--- Directions for this task ---
Copy the data that follows, exactly and completely.

--- Collected data entries ---
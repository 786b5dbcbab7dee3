//! Nominal bit-timing profiles supported by the reference controller.
//!
//! Values are expressed for a 45 MHz peripheral clock. Each profile gives the
//! prescaler and segment lengths in time quanta (TQ); the sample point is a
//! derived value and is not stored.

#[derive(Clone, Copy, Debug, PartialEq, Eq)]
#[cfg_attr(feature = "defmt", derive(defmt::Format))]
/// Timing quadruple for one nominal bit rate.
pub struct BitTiming {
    /// Nominal bit rate in bit/s.
    pub bitrate: u32,
    /// Peripheral clock divider producing one time quantum.
    pub prescaler: u16,
    /// Synchronization jump width (TQ).
    pub sjw: u8,
    /// Phase segment 1, propagation segment included (TQ).
    pub seg1: u8,
    /// Phase segment 2 (TQ).
    pub seg2: u8,
}

/// Closed set of supported profiles, one per nominal rate.
pub static BIT_TIMINGS: [BitTiming; 8] = [
    BitTiming::new(10_000, 250, 1, 15, 2),   // SP: 88.9%, ERR: 0%
    BitTiming::new(20_000, 125, 1, 15, 2),   // SP: 88.9%, ERR: 0%
    // Prescaler 60 in the legacy table yields 41.7 kbit/s; 50 gives the nominal rate.
    BitTiming::new(50_000, 50, 1, 15, 2),    // SP: 88.9%, ERR: 0%
    BitTiming::new(125_000, 20, 1, 15, 2),   // SP: 88.9%, ERR: 0%
    BitTiming::new(250_000, 10, 1, 15, 2),   // SP: 88.9%, ERR: 0%
    BitTiming::new(500_000, 5, 1, 15, 2),    // SP: 88.9%, ERR: 0%
    BitTiming::new(800_000, 3, 1, 15, 3),    // SP: 84.2%, ERR: -1.32%
    BitTiming::new(1_000_000, 3, 1, 12, 2),  // SP: 86.7%, ERR: 0%
];

impl BitTiming {
    const fn new(bitrate: u32, prescaler: u16, sjw: u8, seg1: u8, seg2: u8) -> Self {
        Self {
            bitrate,
            prescaler,
            sjw,
            seg1,
            seg2,
        }
    }

    /// Exact-match lookup in [`BIT_TIMINGS`]. `None` for any unsupported rate.
    pub fn lookup(bitrate: u32) -> Option<&'static BitTiming> {
        BIT_TIMINGS.iter().find(|timing| timing.bitrate == bitrate)
    }

    /// Number of time quanta in one bit (sync segment + seg1 + seg2).
    #[inline]
    pub const fn bit_quanta(&self) -> u32 {
        1 + self.seg1 as u32 + self.seg2 as u32
    }

    /// Sample point position within the bit, in per mille.
    pub const fn sample_point_permille(&self) -> u32 {
        (1 + self.seg1 as u32) * 1000 / self.bit_quanta()
    }
}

--- Your solution ---
repository 786b5dbcbab7dee3
//! Nominal bit-timing profiles supported by the reference controller.
//!
//! Values are expressed for a 45 MHz peripheral clock. Each profile gives the
//! prescaler and segment lengths in time quanta (TQ); the sample point is a
//! derived value and is not stored.

#[derive(Clone, Copy, Debug, PartialEq, Eq)]
#[cfg_attr(feature = "defmt", derive(defmt::Format))]
/// Timing quadruple for one nominal bit rate.
pub struct BitTiming {
    /// Nominal bit rate in bit/s.
    pub bitrate: u32,
    /// Peripheral clock divider producing one time quantum.
    pub prescaler: u16,
    /// Synchronization jump width (TQ).
    pub sjw: u8,
    /// Phase segment 1, propagation segment included (TQ).
    pub seg1: u8,
    /// Phase segment 2 (TQ).
    pub seg2: u8,
}

/// Closed set of supported profiles, one per nominal rate.
pub static BIT_TIMINGS: [BitTiming; 8] = [
    BitTiming::new(10_000, 250, 1, 15, 2),   // SP: 88.9%, ERR: 0%
    BitTiming::new(20_000, 125, 1, 15, 2),   // SP: 88.9%, ERR: 0%
    // Prescaler 60 in the legacy table yields 41.7 kbit/s; 50 gives the nominal rate.
    BitTiming::new(50_000, 50, 1, 15, 2),    // SP: 88.9%, ERR: 0%
    BitTiming::new(125_000, 20, 1, 15, 2),   // SP: 88.9%, ERR: 0%
    BitTiming::new(250_000, 10, 1, 15, 2),   // SP: 88.9%, ERR: 0%
    BitTiming::new(500_000, 5, 1, 15, 2),    // SP: 88.9%, ERR: 0%
    BitTiming::new(800_000, 3, 1, 15, 3),    // SP: 84.2%, ERR: -1.32%
    BitTiming::new(1_000_000, 3, 1, 12, 2),  // SP: 86.7%, ERR: 0%
];

impl BitTiming {
    const fn new(bitrate: u32, prescaler: u16, sjw: u8, seg1: u8, seg2: u8) -> Self {
        Self {
            bitrate,
            prescaler,
            sjw,
            seg1,
            seg2,
        }
    }

    /// Exact-match lookup in [`BIT_TIMINGS`]. `None` for any unsupported rate.
    pub fn lookup(bitrate: u32) -> Option<&'static BitTiming> {
        BIT_TIMINGS.iter().find(|timing| timing.bitrate == bitrate)
    }

    /// Number of time quanta in one bit (sync segment + seg1 + seg2).
    #[inline]
    pub const fn bit_quanta(&self) -> u32 {
        1 + self.seg1 as u32 + self.seg2 as u32
    }

    /// Sample point position within the bit, in per mille.
    pub const fn sample_point_permille(&self) -> u32 {
        (1 + self.seg1 as u32) * 1000 / self.bit_quanta()
    }
}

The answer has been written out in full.